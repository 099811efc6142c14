//! Per-call view over a resource's state map.

use crate::error::{ProviderError, Result};
use serde::de::DeserializeOwned;
use serde_json::{Map, Value};

/// Key holding the resource id in every state map.
pub const ID_KEY: &str = "id";

/// The state a CRUD callback reads its arguments from and writes results to.
///
/// Built from the planned (or current) state, optionally with the prior
/// state so callbacks can ask which fields changed.
#[derive(Debug, Clone, Default)]
pub struct ResourceData {
    id: String,
    state: Map<String, Value>,
    prior: Option<Map<String, Value>>,
}

fn into_map(value: Value) -> Map<String, Value> {
    match value {
        Value::Object(map) => map,
        _ => Map::new(),
    }
}

impl ResourceData {
    /// Wrap `state`; its `id` field becomes the resource id.
    pub fn new(state: Value) -> Self {
        let state = into_map(state);
        let id = state
            .get(ID_KEY)
            .and_then(Value::as_str)
            .unwrap_or_default()
            .to_string();
        Self {
            id,
            state,
            prior: None,
        }
    }

    /// Wrap `planned` with `prior` for change detection.
    pub fn with_prior(prior: Value, planned: Value) -> Self {
        let prior = into_map(prior);
        let mut data = Self::new(Value::Object(planned.as_object().cloned().unwrap_or_default()));
        if data.id.is_empty() {
            if let Some(id) = prior.get(ID_KEY).and_then(Value::as_str) {
                data.id = id.to_string();
            }
        }
        data.prior = Some(prior);
        data
    }

    /// Empty state carrying only `id`, as used by import.
    pub fn from_id(id: impl Into<String>) -> Self {
        Self {
            id: id.into(),
            ..Self::default()
        }
    }

    /// The resource id; empty once the resource is gone.
    pub fn id(&self) -> &str {
        &self.id
    }

    /// Set the id. An empty id marks the resource as gone.
    pub fn set_id(&mut self, id: impl Into<String>) {
        self.id = id.into();
    }

    /// Raw value of `key`, null when unset.
    pub fn get(&self, key: &str) -> &Value {
        self.state.get(key).unwrap_or(&Value::Null)
    }

    /// Value of `key` if set to something other than its zero value.
    pub fn get_ok(&self, key: &str) -> Option<&Value> {
        self.state.get(key).filter(|v| !is_zero(v))
    }

    /// String value of `key` if set and non-empty.
    pub fn get_str(&self, key: &str) -> Option<&str> {
        self.get_ok(key).and_then(Value::as_str)
    }

    /// Integer value of `key` if set. Zero is returned as `Some(0)`.
    pub fn get_i64(&self, key: &str) -> Option<i64> {
        self.state.get(key).and_then(Value::as_i64)
    }

    /// Boolean value of `key` if set.
    pub fn get_bool(&self, key: &str) -> Option<bool> {
        self.state.get(key).and_then(Value::as_bool)
    }

    /// Elements of the list or set at `key`; empty when unset.
    pub fn get_list(&self, key: &str) -> &[Value] {
        self.state
            .get(key)
            .and_then(Value::as_array)
            .map(Vec::as_slice)
            .unwrap_or_default()
    }

    /// String elements of the list at `key`.
    pub fn get_string_list(&self, key: &str) -> Vec<String> {
        self.get_list(key)
            .iter()
            .filter_map(|v| v.as_str().map(str::to_string))
            .collect()
    }

    /// Required string at `key`.
    pub fn require_str(&self, key: &str) -> Result<&str> {
        self.get_str(key)
            .ok_or_else(|| ProviderError::Validation(format!("argument `{}` is required", key)))
    }

    /// Decode the whole state map into a typed argument struct.
    pub fn decode<T: DeserializeOwned>(&self) -> Result<T> {
        Ok(serde_json::from_value(Value::Object(self.state.clone()))?)
    }

    /// Decode the value at `key`.
    pub fn decode_key<T: DeserializeOwned + Default>(&self, key: &str) -> Result<T> {
        match self.state.get(key) {
            None | Some(Value::Null) => Ok(T::default()),
            Some(v) => Ok(serde_json::from_value(v.clone())?),
        }
    }

    /// Set `key` to `value`. `None` stores null.
    pub fn set(&mut self, key: &str, value: impl Into<Value>) {
        self.state.insert(key.to_string(), value.into());
    }

    /// Whether `key` differs from the prior state. Without a prior state
    /// every set field counts as changed.
    pub fn has_change(&self, key: &str) -> bool {
        match &self.prior {
            None => self.get_ok(key).is_some(),
            Some(prior) => {
                let before = prior.get(key).unwrap_or(&Value::Null);
                !values_equal(before, self.get(key))
            },
        }
    }

    /// Whether any of `keys` changed.
    pub fn has_changes(&self, keys: &[&str]) -> bool {
        keys.iter().any(|k| self.has_change(k))
    }

    /// Reject the update when any of `keys` changed.
    pub fn check_immutable(&self, keys: &[&str]) -> Result<()> {
        for key in keys {
            if self.has_change(key) {
                return Err(ProviderError::Validation(format!(
                    "argument `{}` cannot be changed",
                    key
                )));
            }
        }
        Ok(())
    }

    /// Final state map, or null when the resource is gone.
    pub fn into_state(self) -> Value {
        if self.id.is_empty() {
            return Value::Null;
        }
        let mut state = self.state;
        state.insert(ID_KEY.to_string(), Value::String(self.id));
        Value::Object(state)
    }

    /// Current state map including the id, without consuming.
    pub fn to_state(&self) -> Value {
        self.clone().into_state()
    }
}

fn is_zero(value: &Value) -> bool {
    match value {
        Value::Null => true,
        Value::Bool(b) => !b,
        Value::Number(n) => n.as_f64() == Some(0.0),
        Value::String(s) => s.is_empty(),
        Value::Array(a) => a.is_empty(),
        Value::Object(o) => o.is_empty(),
    }
}

/// Compare two state values, treating null like an empty collection and
/// numbers by value.
pub fn values_equal(a: &Value, b: &Value) -> bool {
    match (a, b) {
        (Value::Number(x), Value::Number(y)) => x.as_f64() == y.as_f64(),
        (Value::Array(x), Value::Array(y)) => {
            x.len() == y.len() && x.iter().zip(y).all(|(l, r)| values_equal(l, r))
        },
        (Value::Object(x), Value::Object(y)) => {
            let keys = x.keys().chain(y.keys());
            keys.into_iter().all(|k| {
                values_equal(
                    x.get(k).unwrap_or(&Value::Null),
                    y.get(k).unwrap_or(&Value::Null),
                )
            })
        },
        (Value::Null, other) | (other, Value::Null) => match other {
            Value::Null => true,
            Value::Array(a) => a.is_empty(),
            Value::Object(o) => o.is_empty(),
            _ => false,
        },
        _ => a == b,
    }
}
══════
## [TASK TO COMPLETE]
In the data above, find the line that contains "pub fn get(&self, key: &str)" and the line that contains "Boolean value of". Repeat exactly those lines and every line between them, and only those.

## [EXERCISE OUTPUT]
    pub fn get(&self, key: &str) -> &Value {
        self.state.get(key).unwrap_or(&Value::Null)
    }

    /// Value of `key` if set to something other than its zero value.
    pub fn get_ok(&self, key: &str) -> Option<&Value> {
        self.state.get(key).filter(|v| !is_zero(v))
    }

    /// String value of `key` if set and non-empty.
    pub fn get_str(&self, key: &str) -> Option<&str> {
        self.get_ok(key).and_then(Value::as_str)
    }

    /// Integer value of `key` if set. Zero is returned as `Some(0)`.
    pub fn get_i64(&self, key: &str) -> Option<i64> {
        self.state.get(key).and_then(Value::as_i64)
    }

    /// Boolean value of `key` if set.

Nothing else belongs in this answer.